WHAT THE EXERCISE ASKS: In the data below, find each line carrying the string "processor" and copy it out.

───── RECORDS

//! Concurrent fan-out of a submission's emails under an explicit success policy.

use crate::error::{AppError, MailError, Result};
use crate::mailer::{MailProvider, OutboundEmail};
use crate::models::{DispatchReport, RecipientRole, ReferenceId, SendOutcome};
use futures::future::join_all;
use std::time::Duration;
use tokio::time::timeout;

/// How many sends must succeed, and how long any one send may take.
#[derive(Debug, Clone, Copy, PartialEq, Eq)]
pub(crate) struct DispatchPolicy {
    pub min_successes: usize,
    pub send_timeout: Duration,
}

impl Default for DispatchPolicy {
    fn default() -> Self {
        Self {
            min_successes: 1,
            send_timeout: Duration::from_secs(10),
        }
    }
}

/// Sends every email concurrently and waits for all of them.
///
/// A failed or timed-out send never cancels the others. Each email is tagged
/// with its recipient role before it is handed to the provider. Returns
/// [`AppError::Dispatch`] when fewer than `policy.min_successes` sends succeed.
pub(crate) async fn dispatch(
    provider: &dyn MailProvider,
    policy: &DispatchPolicy,
    reference_id: &ReferenceId,
    sends: Vec<(RecipientRole, OutboundEmail)>,
) -> Result<DispatchReport> {
    let attempted = sends.len();
    let send_timeout = policy.send_timeout;

    let pending = sends.into_iter().map(|(role, mut email)| async move {
        email
            .tags
            .push(("recipient".to_string(), role.as_str().to_string()));

        let result = match timeout(send_timeout, provider.send(&email)).await {
            Ok(result) => result,
            Err(_) => Err(MailError::Timeout(send_timeout)),
        };

        match result {
            Ok(message_id) => {
                tracing::info!(target: "dispatch_task",
                    "[{}] {} email sent (id: {})",
                    reference_id, role.as_str(), message_id
                );
                SendOutcome {
                    role,
                    message_id: Some(message_id),
                    error: None,
                }
            }
            Err(e) => {
                tracing::error!(target: "dispatch_task",
                    "[{}] {} email failed: {}",
                    reference_id, role.as_str(), e
                );
                SendOutcome {
                    role,
                    message_id: None,
                    error: Some(e.to_string()),
                }
            }
        }
    });

    let report = DispatchReport {
        reference_id: reference_id.clone(),
        outcomes: join_all(pending).await,
    };

    let succeeded = report.successes();
    if succeeded < policy.min_successes {
        tracing::error!(target: "dispatch_task",
            "[{}] Dispatch failed: {}/{} sends succeeded, {} required",
            reference_id, succeeded, attempted, policy.min_successes
        );
        return Err(AppError::Dispatch {
            attempted,
            succeeded,
            required: policy.min_successes,
        });
    }

    if succeeded < attempted {
        tracing::warn!(target: "dispatch_task",
            "[{}] Partial dispatch: {}/{} sends succeeded",
            reference_id, succeeded, attempted
        );
    }
    Ok(report)
}


#[cfg(test)]
mod tests {
    use super::test_support::ScriptedProvider;
    use super::*;
    use chrono::Utc;

    fn email(to: &str) -> OutboundEmail {
        OutboundEmail {
            from: "noreply@thewallshop.co.uk".to_string(),
            to: vec![to.to_string()],
            reply_to: None,
            subject: "Subject".to_string(),
            html: "<p>Body</p>".to_string(),
            text: "Body".to_string(),
            tags: Vec::new(),
        }
    }

    fn sends() -> Vec<(RecipientRole, OutboundEmail)> {
        vec![
            (RecipientRole::Admin, email("sales@thewallshop.co.uk")),
            (RecipientRole::Customer, email("customer@example.com")),
        ]
    }

    fn reference() -> ReferenceId {
        ReferenceId::generate("QUOTE", Utc::now())
    }

    #[tokio::test]
    async fn test_both_succeed() {
        let provider = ScriptedProvider::ok();
        let report = dispatch(&provider, &DispatchPolicy::default(), &reference(), sends())
            .await
            .unwrap();
        assert_eq!(report.successes(), 2);
        assert_eq!(report.email_ids().get("admin").map(String::as_str), Some("msg_admin"));
        assert!(provider.sent().iter().all(|e| e.tags.iter().any(|(n, _)| n == "recipient")));
    }

    #[tokio::test]
    async fn test_admin_failure_is_tolerated() {
        let provider = ScriptedProvider::failing(&[RecipientRole::Admin]);
        let report = dispatch(&provider, &DispatchPolicy::default(), &reference(), sends())
            .await
            .unwrap();
        let ids = report.email_ids();
        assert_eq!(ids.len(), 1);
        assert_eq!(ids.get("customer").map(String::as_str), Some("msg_customer"));
        assert_eq!(provider.sent().len(), 2);
    }

    #[tokio::test]
    async fn test_customer_failure_is_tolerated() {
        let provider = ScriptedProvider::failing(&[RecipientRole::Customer]);
        let report = dispatch(&provider, &DispatchPolicy::default(), &reference(), sends())
            .await
            .unwrap();
        assert_eq!(report.email_ids().keys().copied().collect::<Vec<_>>(), vec!["admin"]);
        let failed = report.outcomes.iter().find(|o| !o.succeeded()).unwrap();
        assert_eq!(failed.role, RecipientRole::Customer);
        assert!(failed.error.as_deref().unwrap().contains("scripted failure"));
    }

    #[tokio::test]
    async fn test_both_failing_is_an_error() {
        let provider =
            ScriptedProvider::failing(&[RecipientRole::Admin, RecipientRole::Customer]);
        let err = dispatch(&provider, &DispatchPolicy::default(), &reference(), sends())
            .await
            .unwrap_err();
        assert!(matches!(
            err,
            AppError::Dispatch {
                attempted: 2,
                succeeded: 0,
                required: 1
            }
        ));
    }

    #[tokio::test]
    async fn test_stricter_policy_requires_all() {
        let provider = ScriptedProvider::failing(&[RecipientRole::Admin]);
        let policy = DispatchPolicy {
            min_successes: 2,
            ..DispatchPolicy::default()
        };
        let result = dispatch(&provider, &policy, &reference(), sends()).await;
        assert!(matches!(result, Err(AppError::Dispatch { succeeded: 1, .. })));
    }

    #[tokio::test]
    async fn test_slow_sends_time_out() {
        let provider = ScriptedProvider::slow(Duration::from_millis(500));
        let policy = DispatchPolicy {
            min_successes: 1,
            send_timeout: Duration::from_millis(20),
        };
        let started = std::time::Instant::now();
        let result = dispatch(&provider, &policy, &reference(), sends()).await;
        assert!(matches!(result, Err(AppError::Dispatch { succeeded: 0, .. })));
        // Both sends were waited on together, not one after the other.
        assert!(started.elapsed() < Duration::from_millis(400));
    }
}
#[cfg(test)]
mod tests {
    use super::*;

    fn args(extra: &[&str]) -> AppArgs {
        let mut argv = vec!["wallshop-forms"];
        argv.extend_from_slice(extra);
        AppArgs::try_parse_from(argv).unwrap()
    }

    #[test]
    fn test_defaults_validate() {
        let mut config = Config::default();
        validate_config(&mut config).unwrap();
        assert_eq!(config.quote_limit.max_requests, 2);
        assert_eq!(config.quote_limit.window, Duration::from_secs(900));
        assert_eq!(config.subscribe_limit.window, Duration::from_secs(3600));
        assert_eq!(config.min_successes, 1);
    }

    #[test]
    fn test_file_config_is_applied() {
        let file: ConfigFile = toml::from_str(
            r#"
            [server]
            port = 8080
            allowed_origins = ["https://example.com/"]

            [mail]
            admin_recipients = ["sales@example.com", "not-an-address"]
            send_timeout = 3

            [brand]
            support_phone = "0800 000 000"

            [rate_limits.quote]
            max_requests = 10
            window_secs = 60
            "#,
        )
        .unwrap();

        let mut config = Config::default();
        apply_file_config(&mut config, &file);
        validate_config(&mut config).unwrap();

        assert_eq!(config.port, 8080);
        assert_eq!(config.allowed_origins, vec!["https://example.com"]);
        assert_eq!(config.admin_recipients, vec!["sales@example.com"]);
        assert_eq!(config.send_timeout, Duration::from_secs(3));
        assert_eq!(config.brand.support_phone, "0800 000 000");
        assert_eq!(config.quote_limit.max_requests, 10);
        assert_eq!(config.contact_limit.max_requests, 5);
    }

    #[test]
    fn test_cli_overrides_file() {
        let mut config = Config::default();
        config.port = 8080;
        let parsed = args(&[
            "--admin-recipients",
            "a@example.com, b@example.com",
            "serve",
            "--port",
            "9090",
        ]);
        apply_cli_args(&mut config, &parsed);
        assert_eq!(config.port, 9090);
        assert_eq!(config.admin_recipients, vec!["a@example.com", "b@example.com"]);
    }

    #[test]
    fn test_invalid_values_are_clamped() {
        let mut config = Config::default();
        config.min_successes = 0;
        config.admin_recipients = vec!["nope".to_string()];
        config.contact_limit.max_requests = 0;
        config.send_timeout = Duration::ZERO;
        config.mail_api_key = Some(ApiKey(String::new()));
        validate_config(&mut config).unwrap();
        assert_eq!(config.min_successes, 1);
        assert_eq!(config.admin_recipients, vec![SUPPORT_EMAIL]);
        assert_eq!(config.contact_limit.max_requests, 1);
        assert_eq!(config.send_timeout, Duration::from_secs(10));
        assert!(config.mail_api_key.is_none());
    }

    #[test]
    fn test_bad_sender_is_rejected() {
        let mut config = Config::default();
        config.from_address = "not a mailbox".to_string();
        assert!(validate_config(&mut config).is_err());
    }

    #[test]
    fn test_api_key_is_not_printed() {
        let mut config = Config::default();
        config.mail_api_key = Some(ApiKey("re_secret".to_string()));
        assert!(!format!("{:?}", config).contains("re_secret"));
    }
}
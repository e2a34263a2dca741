use anyhow::{Context, Result};
use chrono::Utc;
use serde_json::{Value, json};
use std::path::Path;
use std::sync::Arc;
use tracing::info;
use tracing_subscriber::EnvFilter;

mod api;
mod classify;
mod config;
mod dispatch;
mod error;
mod mailer;
mod models;
mod processor;
mod rate_limit;
mod templates;
mod validation;

use config::{Command, Config};

#[tokio::main]
async fn main() -> Result<()> {
    tracing_subscriber::fmt()
        .with_env_filter(
            EnvFilter::try_from_default_env().unwrap_or_else(|_| EnvFilter::new("info")),
        )
        .init();

    let args = config::parse_args();
    let config = Arc::new(config::build_config(&args)?);

    match &args.command {
        Command::Serve { .. } => {
            info!("Starting form API server on {}:{}", config.host, config.port);
            api::start_api_server(config).await?;
        }
        Command::Render { input, output_dir } => {
            info!(
                "Rendering quote emails from {} into {}",
                input.display(),
                output_dir.display()
            );
            render_file(input, output_dir, &config)?;
        }
    }

    Ok(())
}

/// Renders the four quote emails for every submission in `input` without sending anything.
fn render_file(input: &Path, output_dir: &Path, config: &Config) -> Result<()> {
    let input_data = std::fs::read_to_string(input)
        .with_context(|| format!("Failed to read {}", input.display()))?;
    let parsed: Value = serde_json::from_str(&input_data)
        .with_context(|| format!("Failed to parse JSON from {}", input.display()))?;
    let submissions = match parsed {
        Value::Array(items) => items,
        single => vec![single],
    };

    info!("Loaded {} submissions from {}", submissions.len(), input.display());
    std::fs::create_dir_all(output_dir)
        .with_context(|| format!("Failed to create {}", output_dir.display()))?;

    let progress_bar = indicatif::ProgressBar::new(submissions.len() as u64);
    progress_bar.set_style(
        indicatif::ProgressStyle::default_bar()
            .template("[{elapsed_precise}] {bar:40.cyan/blue} {pos}/{len} {msg}")?
            .progress_chars("##-"),
    );

    let mut index = Vec::with_capacity(submissions.len());
    for (position, submission) in submissions.iter().enumerate() {
        let record = match validation::validate_quote(submission) {
            Ok(record) => record,
            Err(fields) => {
                tracing::warn!("Submission {} is invalid: {:?}", position, fields);
                index.push(json!({ "index": position, "errors": fields }));
                progress_bar.inc(1);
                continue;
            }
        };

        let now = Utc::now();
        let classification = classify::classify(&record);
        let reference_id = models::ReferenceId::generate(processor::QUOTE_PREFIX, now);
        let ctx = templates::RenderContext {
            reference_id: &reference_id,
            rendered_at: now,
            brand: &config.brand,
        };
        let emails = templates::render_quote(&record, &classification, &ctx);

        for (role, email) in [("admin", &emails.admin), ("customer", &emails.customer)] {
            let stem = output_dir.join(format!("{}-{}", reference_id, role));
            std::fs::write(stem.with_extension("html"), &email.html)?;
            std::fs::write(stem.with_extension("txt"), &email.text)?;
        }

        index.push(json!({
            "index": position,
            "referenceId": reference_id,
            "priority": classification.priority,
            "estimatedValue": classification.estimated_value,
            "adminSubject": emails.admin.subject,
            "customerSubject": emails.customer.subject,
        }));
        progress_bar.set_message(reference_id.to_string());
        progress_bar.inc(1);
    }

    progress_bar.finish_with_message("Rendering complete");

    let index_path = output_dir.join("index.json");
    std::fs::write(&index_path, serde_json::to_string_pretty(&index)?)?;
    info!("Wrote index of {} submissions to {}", index.len(), index_path.display());

    Ok(())
}
//! Bit-level request/response codec.
//!
//! A request is laid out MSB-first as
//!
//! ```text
//! | start | mode | channel select | sample | null | reading placeholder | pad |
//! |   1   |  1   | channel_width  |   1    |  1   |   resolution_bits   | 0-7 |
//! ```
//!
//! The chip drives the reading on the clock edges occupied by the
//! placeholder, so the response has the same length as the request.

use core::ops::{Deref, DerefMut};

use crate::error::CodecError;
use crate::profile::{ChipProfile, FIXED_HEADER_BITS, MAX_RESOLUTION_BITS};
use crate::Mode;

/// Longest frame any [`ChipProfile`] can produce, in bytes.
pub const MAX_FRAME_LEN: usize =
    (FIXED_HEADER_BITS + u8::BITS + MAX_RESOLUTION_BITS as u32).div_ceil(8) as usize;

/// Byte-aligned transfer buffer exchanged with the SPI device.
#[derive(Debug, Clone, Copy, PartialEq, Eq)]
pub struct Frame {
    bytes: [u8; MAX_FRAME_LEN],
    len: usize,
}

impl Deref for Frame {
    type Target = [u8];

    fn deref(&self) -> &[u8] {
        &self.bytes[..self.len]
    }
}

impl DerefMut for Frame {
    fn deref_mut(&mut self) -> &mut [u8] {
        &mut self.bytes[..self.len]
    }
}

impl AsRef<[u8]> for Frame {
    fn as_ref(&self) -> &[u8] {
        self
    }
}

/// MSB-first bit accumulator used while building a request.
///
/// Holds at most [`BitSequence::CAPACITY`] bits. Only [`encode`] builds one,
/// and a [`ChipProfile`] never describes a longer frame.
#[derive(Debug, Clone, Copy, Default, PartialEq, Eq)]
pub(crate) struct BitSequence {
    bits: u64,
    len: u32,
}

impl BitSequence {
    pub(crate) const CAPACITY: u32 = MAX_FRAME_LEN as u32 * 8;

    pub(crate) const fn new() -> Self {
        Self { bits: 0, len: 0 }
    }

    /// Appends the low `width` bits of `value`.
    pub(crate) fn push(&mut self, value: u64, width: u32) -> &mut Self {
        debug_assert!(self.len + width <= Self::CAPACITY, "bit sequence overflow");

        if width == 0 {
            return self;
        }

        let mask = u64::MAX >> (u64::BITS - width);

        self.bits = (self.bits << width) | (value & mask);
        self.len += width;

        self
    }

    /// Zero bits needed to reach the next byte boundary.
    pub(crate) const fn padding(&self) -> u32 {
        (8 - self.len % 8) % 8
    }

    /// Right-pads with zeros up to a byte boundary. Aligned sequences are
    /// left untouched.
    pub(crate) fn pad_to_byte(&mut self) -> &mut Self {
        let padding = self.padding();
        self.push(0, padding)
    }

    /// Pads and splits into bytes, most significant byte first.
    pub(crate) fn to_frame(mut self) -> Frame {
        self.pad_to_byte();

        let len = (self.len / 8) as usize;
        let mut bytes = [0; MAX_FRAME_LEN];

        for (index, byte) in bytes.iter_mut().take(len).enumerate() {
            let shift = self.len - 8 * (index as u32 + 1);
            *byte = (self.bits >> shift) as u8;
        }

        Frame { bytes, len }
    }
}

/// Bit `index` of `bytes`, counting from the MSB of the first byte.
fn bit_at(bytes: &[u8], index: u32) -> u64 {
    let byte = bytes[(index / 8) as usize];
    u64::from((byte >> (7 - index % 8)) & 1)
}

/// Builds the request selecting `channel` in `mode`.
pub fn encode(profile: &ChipProfile, channel: u8, mode: Mode) -> Result<Frame, CodecError> {
    profile.check_channel(channel)?;

    let mut bits = BitSequence::new();

    bits.push(1, 1)
        .push(mode.bit().into(), 1)
        .push(channel.into(), profile.channel_width())
        // sample
        .push(0, 1)
        // null
        .push(0, 1)
        .push(0, profile.resolution_bits());

    Ok(bits.to_frame())
}

/// Extracts the reading from a response of the same shape as the request.
///
/// Bits after the reading field are ignored.
pub fn decode(profile: &ChipProfile, response: &[u8]) -> Result<u32, CodecError> {
    let skip = profile.skip_bits();
    let needed_bits = skip + profile.resolution_bits();
    let available_bits = response.len().saturating_mul(8);

    if available_bits < needed_bits as usize {
        return Err(CodecError::TruncatedResponse {
            needed_bits,
            available_bits,
        });
    }

    let reading = (skip..needed_bits).fold(0u64, |acc, index| (acc << 1) | bit_at(response, index));

    Ok(reading as u32)
}
//! Provides a driver for Microchip MCP3xxx style successive-approximation ADCs via the `embedded-hal` ecosystem.
//!
//! All supported chips share one serial protocol and differ only in channel
//! count, resolution and maximum clock. Those numbers live in a
//! [`ChipProfile`], and a single codec serves every model:
//!
//! ```
//! use mcp3xxx::{codec, profile::MCP3208, Mode};
//!
//! let request = codec::encode(&MCP3208, 0, Mode::Single).unwrap();
//! assert_eq!(&*request, &[0b1100_0000, 0x00, 0x00]);
//!
//! // The chip answers on the same clock edges.
//! let response = [0b0000_0001, 0b0101_0111, 0b1000_0000];
//! assert_eq!(codec::decode(&MCP3208, &response), Ok(0xABC));
//! ```
//!
//! # Features
//!
//! - **`mcp300x`** / **`mcp320x`** (default): built-in 10 and 12 bit model profiles.
//! - **`defmt`** enables `defmt::Format` on public types and trace logging of every transfer.

#![no_std]
#![forbid(unsafe_code)]

use embedded_hal::spi::SpiDevice;

pub mod codec;
mod driver;
mod error;
pub mod profile;

pub use codec::{Frame, MAX_FRAME_LEN};
pub use driver::Mcp3xxx;
pub use error::{CodecError, Error};
pub use profile::ChipProfile;

/// How the chip interprets the channel select field.
#[derive(Debug, Clone, Copy, Default, PartialEq, Eq, Hash)]
#[cfg_attr(feature = "defmt", derive(defmt::Format))]
pub enum Mode {
    /// Channel measured against ground.
    #[default]
    Single,
    /// Channel measured against its paired channel.
    Differential,
}

impl Mode {
    /// Value of the mode bit on the wire.
    pub const fn bit(self) -> u8 {
        match self {
            Mode::Single => 1,
            Mode::Differential => 0,
        }
    }
}

impl From<bool> for Mode {
    /// `true` selects single-ended mode.
    fn from(single_ended: bool) -> Self {
        if single_ended {
            Mode::Single
        } else {
            Mode::Differential
        }
    }
}

/// Performs one conversion on `spi`: encode, a single full-duplex transfer,
/// decode.
///
/// The channel is validated before the bus is touched. Transfer failures are
/// returned as [`Error::Transport`] and never retried.
pub fn measure<SPI: SpiDevice>(
    profile: &ChipProfile,
    spi: &mut SPI,
    channel: u8,
    mode: Mode,
) -> Result<u32, Error<SPI::Error>> {
    let mut frame = codec::encode(profile, channel, mode)?;

    #[cfg(feature = "defmt")]
    defmt::trace!("{} ch{} {}: tx {}", profile.name(), channel, mode, &*frame);

    spi.transfer_in_place(&mut frame).map_err(Error::Transport)?;

    let reading = codec::decode(profile, &frame)?;

    #[cfg(feature = "defmt")]
    defmt::trace!("{} ch{}: rx {} = {}", profile.name(), channel, &*frame, reading);

    Ok(reading)
}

──────────

ANSWER BOX:
mod processor;
        let reference_id = models::ReferenceId::generate(processor::QUOTE_PREFIX, now);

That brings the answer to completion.